*** DATA UNDER STUDY Section Begins ***

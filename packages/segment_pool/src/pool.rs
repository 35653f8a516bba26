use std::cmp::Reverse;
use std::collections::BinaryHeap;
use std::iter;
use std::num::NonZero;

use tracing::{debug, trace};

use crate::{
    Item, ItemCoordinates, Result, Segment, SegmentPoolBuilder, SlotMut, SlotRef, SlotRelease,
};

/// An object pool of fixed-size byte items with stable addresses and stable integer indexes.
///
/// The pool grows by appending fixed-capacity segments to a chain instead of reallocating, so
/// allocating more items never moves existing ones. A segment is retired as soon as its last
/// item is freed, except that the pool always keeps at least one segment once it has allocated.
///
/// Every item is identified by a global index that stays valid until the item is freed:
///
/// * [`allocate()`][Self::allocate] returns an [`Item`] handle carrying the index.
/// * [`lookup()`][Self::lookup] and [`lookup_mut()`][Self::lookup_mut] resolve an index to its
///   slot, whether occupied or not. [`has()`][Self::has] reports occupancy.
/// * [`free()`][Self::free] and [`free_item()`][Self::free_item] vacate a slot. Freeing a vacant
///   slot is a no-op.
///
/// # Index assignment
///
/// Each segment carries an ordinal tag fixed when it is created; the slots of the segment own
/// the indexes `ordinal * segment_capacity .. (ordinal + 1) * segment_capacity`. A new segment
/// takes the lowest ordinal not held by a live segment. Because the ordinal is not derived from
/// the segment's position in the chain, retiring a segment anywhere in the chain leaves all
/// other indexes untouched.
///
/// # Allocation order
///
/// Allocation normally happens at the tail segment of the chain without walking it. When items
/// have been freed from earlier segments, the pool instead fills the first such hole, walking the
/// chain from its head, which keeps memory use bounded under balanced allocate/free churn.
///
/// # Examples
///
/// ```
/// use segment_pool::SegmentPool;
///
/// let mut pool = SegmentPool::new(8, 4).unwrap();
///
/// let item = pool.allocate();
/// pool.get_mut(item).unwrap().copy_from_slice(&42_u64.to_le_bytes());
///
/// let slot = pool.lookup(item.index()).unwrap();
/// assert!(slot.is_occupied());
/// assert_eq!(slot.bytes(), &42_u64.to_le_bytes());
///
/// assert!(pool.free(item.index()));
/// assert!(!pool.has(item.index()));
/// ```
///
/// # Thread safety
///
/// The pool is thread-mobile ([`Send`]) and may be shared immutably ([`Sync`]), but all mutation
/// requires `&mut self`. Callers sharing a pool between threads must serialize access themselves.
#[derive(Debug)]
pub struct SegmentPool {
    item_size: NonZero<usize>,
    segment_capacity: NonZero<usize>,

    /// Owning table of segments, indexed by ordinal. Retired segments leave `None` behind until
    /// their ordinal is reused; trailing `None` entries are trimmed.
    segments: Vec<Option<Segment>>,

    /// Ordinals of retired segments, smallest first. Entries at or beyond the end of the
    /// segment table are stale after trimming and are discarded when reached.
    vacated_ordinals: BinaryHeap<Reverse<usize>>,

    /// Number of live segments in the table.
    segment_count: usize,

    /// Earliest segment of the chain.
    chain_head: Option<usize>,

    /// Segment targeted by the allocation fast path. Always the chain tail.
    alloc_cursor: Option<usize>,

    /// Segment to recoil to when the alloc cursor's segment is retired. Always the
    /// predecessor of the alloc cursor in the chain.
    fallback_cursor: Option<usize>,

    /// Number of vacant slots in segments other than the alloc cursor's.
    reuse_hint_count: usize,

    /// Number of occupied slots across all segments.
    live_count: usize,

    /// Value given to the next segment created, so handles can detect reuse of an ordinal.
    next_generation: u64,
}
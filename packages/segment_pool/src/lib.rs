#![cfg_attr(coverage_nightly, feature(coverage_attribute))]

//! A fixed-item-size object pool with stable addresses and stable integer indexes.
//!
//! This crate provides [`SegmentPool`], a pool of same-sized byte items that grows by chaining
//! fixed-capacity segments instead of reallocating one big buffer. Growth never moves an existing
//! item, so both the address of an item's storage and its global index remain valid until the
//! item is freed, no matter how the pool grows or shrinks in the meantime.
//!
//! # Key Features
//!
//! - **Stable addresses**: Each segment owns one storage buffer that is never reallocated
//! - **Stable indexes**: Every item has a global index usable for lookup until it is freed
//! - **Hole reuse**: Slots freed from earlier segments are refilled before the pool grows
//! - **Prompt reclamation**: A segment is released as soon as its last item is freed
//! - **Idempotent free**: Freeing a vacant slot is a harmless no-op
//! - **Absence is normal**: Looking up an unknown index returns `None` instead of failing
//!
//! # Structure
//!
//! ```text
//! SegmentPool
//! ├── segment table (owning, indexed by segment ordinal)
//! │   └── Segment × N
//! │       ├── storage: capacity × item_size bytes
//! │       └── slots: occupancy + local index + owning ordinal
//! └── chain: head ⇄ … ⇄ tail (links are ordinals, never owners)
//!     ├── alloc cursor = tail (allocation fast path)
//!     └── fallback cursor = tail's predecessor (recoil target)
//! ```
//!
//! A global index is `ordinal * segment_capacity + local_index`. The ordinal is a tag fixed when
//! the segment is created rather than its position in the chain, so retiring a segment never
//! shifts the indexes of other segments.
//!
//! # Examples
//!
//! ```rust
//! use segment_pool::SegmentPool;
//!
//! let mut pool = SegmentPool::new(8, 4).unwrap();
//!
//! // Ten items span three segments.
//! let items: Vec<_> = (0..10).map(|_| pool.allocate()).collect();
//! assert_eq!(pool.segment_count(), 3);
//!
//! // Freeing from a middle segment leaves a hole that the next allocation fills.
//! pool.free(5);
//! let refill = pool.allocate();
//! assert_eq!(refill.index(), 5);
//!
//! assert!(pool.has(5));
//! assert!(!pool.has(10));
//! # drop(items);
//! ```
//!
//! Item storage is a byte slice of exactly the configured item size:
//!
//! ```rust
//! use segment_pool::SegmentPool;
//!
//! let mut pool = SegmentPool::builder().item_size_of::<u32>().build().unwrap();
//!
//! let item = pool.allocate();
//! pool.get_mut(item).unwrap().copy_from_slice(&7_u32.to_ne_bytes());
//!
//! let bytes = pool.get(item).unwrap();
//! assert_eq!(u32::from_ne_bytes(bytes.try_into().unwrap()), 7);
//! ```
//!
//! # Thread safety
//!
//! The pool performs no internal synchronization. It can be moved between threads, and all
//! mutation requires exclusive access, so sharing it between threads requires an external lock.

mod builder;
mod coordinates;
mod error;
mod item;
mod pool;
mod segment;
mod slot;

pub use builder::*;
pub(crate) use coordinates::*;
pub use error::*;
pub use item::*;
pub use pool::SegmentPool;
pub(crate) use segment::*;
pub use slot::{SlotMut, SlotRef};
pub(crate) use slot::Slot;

*** DATA UNDER STUDY Section Ends ***

__EXERCISE BRIEF__
Only the count is wanted. Find the lines of the records that include the word "lookup" and state how many.

__ANSWER FOR THIS EXERCISE__
3